1. In a large cohort of women with twin gestations, gestational weight gain very often falls outside of established recommendations, contributing to adverse outcomes like preterm birth.

Evidence Level Rating: 2 (Good)

Pre-pregnancy BMI and gestational weight gain (GWG) are important determinants of pregnancy outcomes, with adverse effects seen in both insufficient and excessive weight gain.
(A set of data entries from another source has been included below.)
impl MessageRouter {
    pub fn new(
        settings: SettingsStore,
        store: Arc<dyn ConversationStore>,
        encryption: Arc<dyn Encryption>,
    ) -> Self {
        Self {
            settings,
            store,
            encryption,
        }
    }

    pub fn route(&self, ctx: &RouteContext<'_>, event: &Event) -> Route {
        match event {
            Event::Message {
                from,
                target,
                text,
                tags,
            } => self.route_privmsg(ctx, from, target, text, tags),
            Event::Notice {
                from,
                target,
                text,
                tags,
            } => self.route_notice(ctx, from.as_deref(), target, text, tags),
            Event::NickChanged { old_nick, new_nick } => {
                let text = if same_name(old_nick, ctx.self_nick) || same_name(new_nick, ctx.self_nick) {
                    format!("You are now known as {new_nick}")
                } else {
                    format!("{old_nick} is now known as {new_nick}")
                };
                let target = self.notice_target(ctx, Some(new_nick));
                Route::Deliver(RoutedEvent::new(target, DeliveryKind::System, None, text))
            }
            Event::ServerNotice { text } => {
                self.connection_category(ctx, strip_relay_timestamp(text).to_string())
            }
            Event::Registered { nick } => {
                self.connection_category(ctx, format!("Registered as {nick}"))
            }
            Event::Connected => self.connection_category(ctx, "Connected".to_string()),
            Event::Disconnected { reason } => {
                self.connection_category(ctx, format!("Disconnected: {reason}"))
            }
            Event::Joined { channel, nick } => {
                self.channel_system(ctx, channel, format!("{nick} has joined {channel}"))
            }
            Event::Parted {
                channel,
                nick,
                reason,
            } => {
                let text = match reason.as_deref() {
                    Some(r) if !r.is_empty() => format!("{nick} has left {channel} ({r})"),
                    _ => format!("{nick} has left {channel}"),
                };
                self.channel_system(ctx, channel, text)
            }
            Event::Kicked {
                channel,
                nick,
                by,
                reason,
            } => self.channel_system(ctx, channel, format!("{nick} was kicked by {by} ({reason})")),
            Event::TopicChanged {
                channel,
                topic,
                set_by,
            } => {
                let text = match set_by {
                    Some(by) => format!("{by} changed the topic to: {topic}"),
                    None => format!("Topic: {topic}"),
                };
                self.channel_system(ctx, channel, text)
            }
            Event::UserQuit { nick, reason } => {
                let query = ConversationTarget::query(ctx.network, nick);
                if self.store.target_state(&query) == TargetState::Open {
                    Route::Deliver(RoutedEvent::new(
                        query,
                        DeliveryKind::System,
                        None,
                        format!("{nick} has quit ({reason})"),
                    ))
                } else {
                    Route::Drop(DropReason::NotRoutable)
                }
            }
            Event::Lag(_) | Event::RawLine(_) => Route::Drop(DropReason::NotRoutable),
        }
    }

    fn route_privmsg(
        &self,
        ctx: &RouteContext<'_>,
        from: &str,
        target: &str,
        text: &str,
        tags: &HashMap<String, String>,
    ) -> Route {
        if let Some(reason) = check_target(target) {
            return Route::Drop(reason);
        }
        let from_self = !from.is_empty() && same_name(from, ctx.self_nick);
        let is_channel = is_channel_name(target);

        if from_self && !is_channel && same_name(target, ctx.self_nick) {
            return Route::Drop(DropReason::SelfEcho);
        }

        if is_dcc_payload(text) {
            if from_self {
                return Route::Drop(DropReason::SelfEcho);
            }
            return Route::Dcc {
                from: from.to_string(),
                payload: text.to_string(),
            };
        }

        if let Some(kind) = encryption_control(text) {
            if from_self {
                return Route::Drop(DropReason::SelfEcho);
            }
            return Route::Encryption(EncryptionControl {
                network: ctx.network.clone(),
                kind,
                from: from.to_string(),
                target: target.to_string(),
                payload: text.to_string(),
            });
        }

        let (kind, body) = match Ctcp::parse(text) {
            Some(ctcp) if ctcp.is("ACTION") => (DeliveryKind::Action, ctcp.params.unwrap_or("")),
            Some(ctcp) => {
                if from_self {
                    return Route::Drop(DropReason::SelfEcho);
                }
                return Route::Ctcp(CtcpMessage {
                    from: from.to_string(),
                    target: target.to_string(),
                    verb: ctcp.verb.to_ascii_uppercase(),
                    params: ctcp.params.map(str::to_string),
                    is_reply: false,
                });
            }
            None => (DeliveryKind::Message, text),
        };
        let body = strip_relay_timestamp(body).to_string();

        let mut routed = if is_channel {
            let mut r = RoutedEvent::new(
                ConversationTarget::channel(ctx.network, target),
                kind,
                Some(from.to_string()).filter(|f| !f.is_empty()),
                body,
            );
            r.encrypted = self.encryption.has_channel_key(target, ctx.network);
            r
        } else if !from.is_empty() {
            // Keyed by the other party, so our echoes and their replies
            // share one conversation.
            let peer = if from_self { target } else { from };
            let mut r = RoutedEvent::new(
                ConversationTarget::query(ctx.network, peer),
                kind,
                Some(from.to_string()),
                body,
            );
            r.encrypted = self.encryption.is_encrypted_for(ctx.network, peer);
            r.local_echo = from_self;
            r
        } else {
            RoutedEvent::new(ConversationTarget::server(ctx.network), DeliveryKind::System, None, body)
        };
        routed.notify_eligible = !from_self && routed.kind != DeliveryKind::System;
        apply_server_time(&mut routed, tags);
        Route::Deliver(routed)
    }

    fn route_notice(
        &self,
        ctx: &RouteContext<'_>,
        from: Option<&str>,
        target: &str,
        text: &str,
        tags: &HashMap<String, String>,
    ) -> Route {
        if target.is_empty() {
            return Route::Drop(DropReason::EmptyTarget);
        }
        let from_self = from.is_some_and(|f| same_name(f, ctx.self_nick));
        let to_self = same_name(target, ctx.self_nick);
        if from_self && to_self {
            return Route::Drop(DropReason::SelfEcho);
        }

        if let Some(ctcp) = Ctcp::parse(text).filter(|c| !c.is("ACTION")) {
            if from_self {
                return Route::Drop(DropReason::SelfEcho);
            }
            return Route::Ctcp(CtcpMessage {
                from: from.unwrap_or_default().to_string(),
                target: target.to_string(),
                verb: ctcp.verb.to_ascii_uppercase(),
                params: ctcp.params.map(str::to_string),
                is_reply: true,
            });
        }

        let body = strip_relay_timestamp(text).to_string();
        let server_like = is_server_like(from, ctx.network_name);

        let (dest, local_echo) = if is_channel_name(target) {
            (ConversationTarget::channel(ctx.network, target), from_self)
        } else if target == "*" || to_self {
            if server_like {
                (ConversationTarget::server(ctx.network), false)
            } else if target == "*" {
                return Route::Drop(DropReason::WildcardTarget);
            } else {
                (self.notice_target(ctx, from), false)
            }
        } else if from_self {
            (ConversationTarget::query(ctx.network, target), true)
        } else {
            (self.notice_target(ctx, from), false)
        };

        let mut routed = RoutedEvent::new(dest, DeliveryKind::Notice, from.map(str::to_string), body);
        routed.local_echo = local_echo;
        routed.notify_eligible = !from_self && !server_like;
        if routed.target.kind == TargetKind::Channel {
            routed.encrypted = self.encryption.has_channel_key(target, ctx.network);
        }
        apply_server_time(&mut routed, tags);
        Route::Deliver(routed)
    }

    /// Resolve the configured notice-routing preference.
    fn notice_target(&self, ctx: &RouteContext<'_>, sender: Option<&str>) -> ConversationTarget {
        let preference = self.settings.get().routing.notice;
        match preference {
            NoticeRouting::ServerTab => ConversationTarget::server(ctx.network),
            NoticeRouting::NoticeTab => ConversationTarget::notices(ctx.network),
            NoticeRouting::QueryTab => match sender.filter(|s| !s.is_empty()) {
                Some(nick) if !is_server_like(Some(nick), ctx.network_name) => {
                    ConversationTarget::query(ctx.network, nick)
                }
                _ => ConversationTarget::server(ctx.network),
            },
            NoticeRouting::ActiveTab => self.active_or_server(ctx.network),
        }
    }

    fn active_or_server(&self, network: &NetworkId) -> ConversationTarget {
        self.store
            .active_target(network)
            .filter(|t| &t.network == network)
            .unwrap_or_else(|| ConversationTarget::server(network))
    }

    /// Raw/system events: the server tab, unless the user closed it.
    fn connection_category(&self, ctx: &RouteContext<'_>, text: String) -> Route {
        let server = ConversationTarget::server(ctx.network);
        let dest = if self.store.target_state(&server) == TargetState::Closed {
            let fallback = self.notice_target(ctx, None);
            if fallback.kind == TargetKind::Server {
                self.active_or_server(ctx.network)
            } else {
                fallback
            }
        } else {
            server
        };
        Route::Deliver(RoutedEvent::new(dest, DeliveryKind::System, None, text))
    }

    fn channel_system(&self, ctx: &RouteContext<'_>, channel: &str, text: String) -> Route {
        if let Some(reason) = check_target(channel) {
            return Route::Drop(reason);
        }
        Route::Deliver(RoutedEvent::new(
            ConversationTarget::channel(ctx.network, channel),
            DeliveryKind::System,
            None,
            text,
        ))
    }
}
//! Coalesces routed events into one store mutation per short window.
//!
//! Every [`BatchQueue::enqueue`] restarts a single flush timer, so a burst
//! arriving faster than [`FLUSH_DELAY`] lands in the store in one
//! [`BatchSink::apply`] call, in enqueue order.

use std::sync::Arc;
use std::time::Duration;

use parking_lot::Mutex;
use tokio::task::JoinHandle;

use crate::router::RoutedEvent;
use crate::store::{ConversationStore, TargetState};
use crate::target::ConversationTarget;

/// Quiet period after the last enqueue before a flush.
pub const FLUSH_DELAY: Duration = Duration::from_millis(16);

/// Receiver of flushed batches.
pub trait BatchSink: Send + Sync {
    fn apply(&self, events: Vec<RoutedEvent>);
}

/// Writes batches into a [`ConversationStore`].
pub struct StoreSink {
    store: Arc<dyn ConversationStore>,
}

impl StoreSink {
    pub fn new(store: Arc<dyn ConversationStore>) -> Self {
        Self { store }
    }
}

impl BatchSink for StoreSink {
    fn apply(&self, events: Vec<RoutedEvent>) {
        for ev in &events {
            // Any delivery implies the network has a server tab, unless the
            // user closed it.
            let server = ConversationTarget::server(&ev.target.network);
            if self.store.target_state(&server) == TargetState::Unknown {
                self.store.find_or_create(&server);
            }
            let tab = self.store.find_or_create(&ev.target);
            self.store.append(tab, ev);
            if !ev.local_echo {
                self.store.mark_activity(tab, ev.highlight);
            }
        }
    }
}

#[derive(Default)]
struct Pending {
    events: Vec<RoutedEvent>,
    timer: Option<JoinHandle<()>>,
}

struct Inner {
    sink: Arc<dyn BatchSink>,
    delay: Duration,
    pending: Mutex<Pending>,
    /// Serializes flushes so batches reach the sink in order.
    flushing: Mutex<()>,
}

impl Inner {
    fn flush(&self) {
        let _order = self.flushing.lock();
        let events = {
            let mut p = self.pending.lock();
            p.timer = None;
            std::mem::take(&mut p.events)
        };
        if events.is_empty() {
            return;
        }
        tracing::trace!(count = events.len(), "Flushing batch");
        self.sink.apply(events);
    }
}

pub struct BatchQueue {
    inner: Arc<Inner>,
}

impl BatchQueue {
    pub fn new(sink: Arc<dyn BatchSink>) -> Self {
        Self::with_delay(sink, FLUSH_DELAY)
    }

    pub fn with_delay(sink: Arc<dyn BatchSink>, delay: Duration) -> Self {
        Self {
            inner: Arc::new(Inner {
                sink,
                delay,
                pending: Mutex::new(Pending::default()),
                flushing: Mutex::new(()),
            }),
        }
    }

    /// Append and restart the flush timer. Must be called inside a tokio
    /// runtime.
    pub fn enqueue(&self, event: RoutedEvent) {
        let mut p = self.inner.pending.lock();
        p.events.push(event);
        if let Some(old) = p.timer.take() {
            old.abort();
        }
        let inner = Arc::clone(&self.inner);
        let delay = self.inner.delay;
        p.timer = Some(tokio::spawn(async move {
            tokio::time::sleep(delay).await;
            inner.flush();
        }));
    }

    pub fn pending_len(&self) -> usize {
        self.inner.pending.lock().events.len()
    }

    /// Apply everything queued now. A no-op when nothing is queued.
    pub fn flush(&self) {
        if let Some(t) = self.inner.pending.lock().timer.take() {
            t.abort();
        }
        self.inner.flush();
    }

    /// Cancel the timer and flush synchronously.
    pub fn shutdown(&self) {
        self.flush();
    }
}

impl Drop for BatchQueue {
    fn drop(&mut self) {
        self.shutdown();
    }
}

#[cfg(test)]
mod tests {
    use super::*;
    use crate::router::DeliveryKind;
    use crate::store::MemoryStore;
    use crate::target::NetworkId;

    #[derive(Default)]
    struct Recorder {
        batches: Mutex<Vec<Vec<String>>>,
    }

    impl BatchSink for Recorder {
        fn apply(&self, events: Vec<RoutedEvent>) {
            self.batches
                .lock()
                .push(events.into_iter().map(|e| e.text).collect());
        }
    }

    fn event(text: &str) -> RoutedEvent {
        let net = NetworkId::from("libera");
        RoutedEvent::new(
            ConversationTarget::channel(&net, "#rust"),
            DeliveryKind::Message,
            Some("bob".into()),
            text.into(),
        )
    }

    #[tokio::test(start_paused = true)]
    async fn burst_coalesces_into_one_flush() {
        let rec = Arc::new(Recorder::default());
        let queue = BatchQueue::new(rec.clone());
        for i in 0..5 {
            queue.enqueue(event(&format!("m{i}")));
            tokio::time::sleep(Duration::from_millis(10)).await;
        }
        assert!(rec.batches.lock().is_empty());
        tokio::time::sleep(Duration::from_millis(50)).await;
        let batches = rec.batches.lock().clone();
        assert_eq!(batches, vec![vec!["m0", "m1", "m2", "m3", "m4"]]);
    }

    #[tokio::test(start_paused = true)]
    async fn flush_is_idempotent() {
        let rec = Arc::new(Recorder::default());
        let queue = BatchQueue::new(rec.clone());
        queue.flush();
        queue.enqueue(event("a"));
        queue.flush();
        queue.flush();
        tokio::time::sleep(Duration::from_millis(50)).await;
        assert_eq!(rec.batches.lock().len(), 1);
    }

    #[tokio::test]
    async fn drop_flushes_pending() {
        let rec = Arc::new(Recorder::default());
        {
            let queue = BatchQueue::new(rec.clone());
            queue.enqueue(event("last"));
        }
        assert_eq!(rec.batches.lock().clone(), vec![vec!["last"]]);
    }

    #[tokio::test]
    async fn store_sink_creates_tabs_and_marks_activity() {
        let store = Arc::new(MemoryStore::new());
        let queue = BatchQueue::new(Arc::new(StoreSink::new(store.clone())));
        let mut ev = event("hello");
        ev.highlight = true;
        queue.enqueue(ev);
        queue.shutdown();
        let net = NetworkId::from("libera");
        let chan = ConversationTarget::channel(&net, "#rust");
        assert_eq!(
            store.target_state(&ConversationTarget::server(&net)),
            TargetState::Open
        );
        let tab = store.tab(&chan).unwrap();
        assert_eq!(tab.lines.len(), 1);
        assert_eq!(tab.unread, 1);
        assert!(tab.highlighted);
    }
}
With regards to twin gestations, there are limited data as to the optimal range of GWG; as such, the Institute of Medicine (IOM) provides only provisional guidelines concerning GWG. This retrospective cohort study spanning 17 years sought to both clarify the recommendations from the IOM and delineate optimal GWG in twin gestations. 1,274 women met study inclusion criteria, with 247 included in the low-risk cohort (i.e. those with no risk factors and normal outcomes) and 1,027 in the high-risk cohort. Of those included for analysis, 43 were underweight, 777 were of normal weight, 278 were overweight, and 176 were obese. The primary outcome was preterm birth. It was found that almost half of the women in this cohort gained weight above or below current IOM recommendations. Low GWG was found to be associated with an increased risk of preterm birth and birthweight < 10th percentile, especially among women in the normal weight and obese cohorts. However, there was a reduction in the incidence of hypertensive disorders among these women. For those experiencing high GWG, there was an increased risk of hypertensive disorders but a reduction in the risk of birthweight < 10th percentile. Finally, for the obese cohort, the estimation of optimal GWG at 37 weeks of 9.3 to 16.3 kg appears to be more predictive of adverse outcomes than the IOM recommendation of 11.3 to 19.1 kg. These findings highlight GWG as a modifiable risk factor for adverse outcomes in twin gestations. Further, prospective studies are needed to optimize current recommendations to further enhance future outcomes.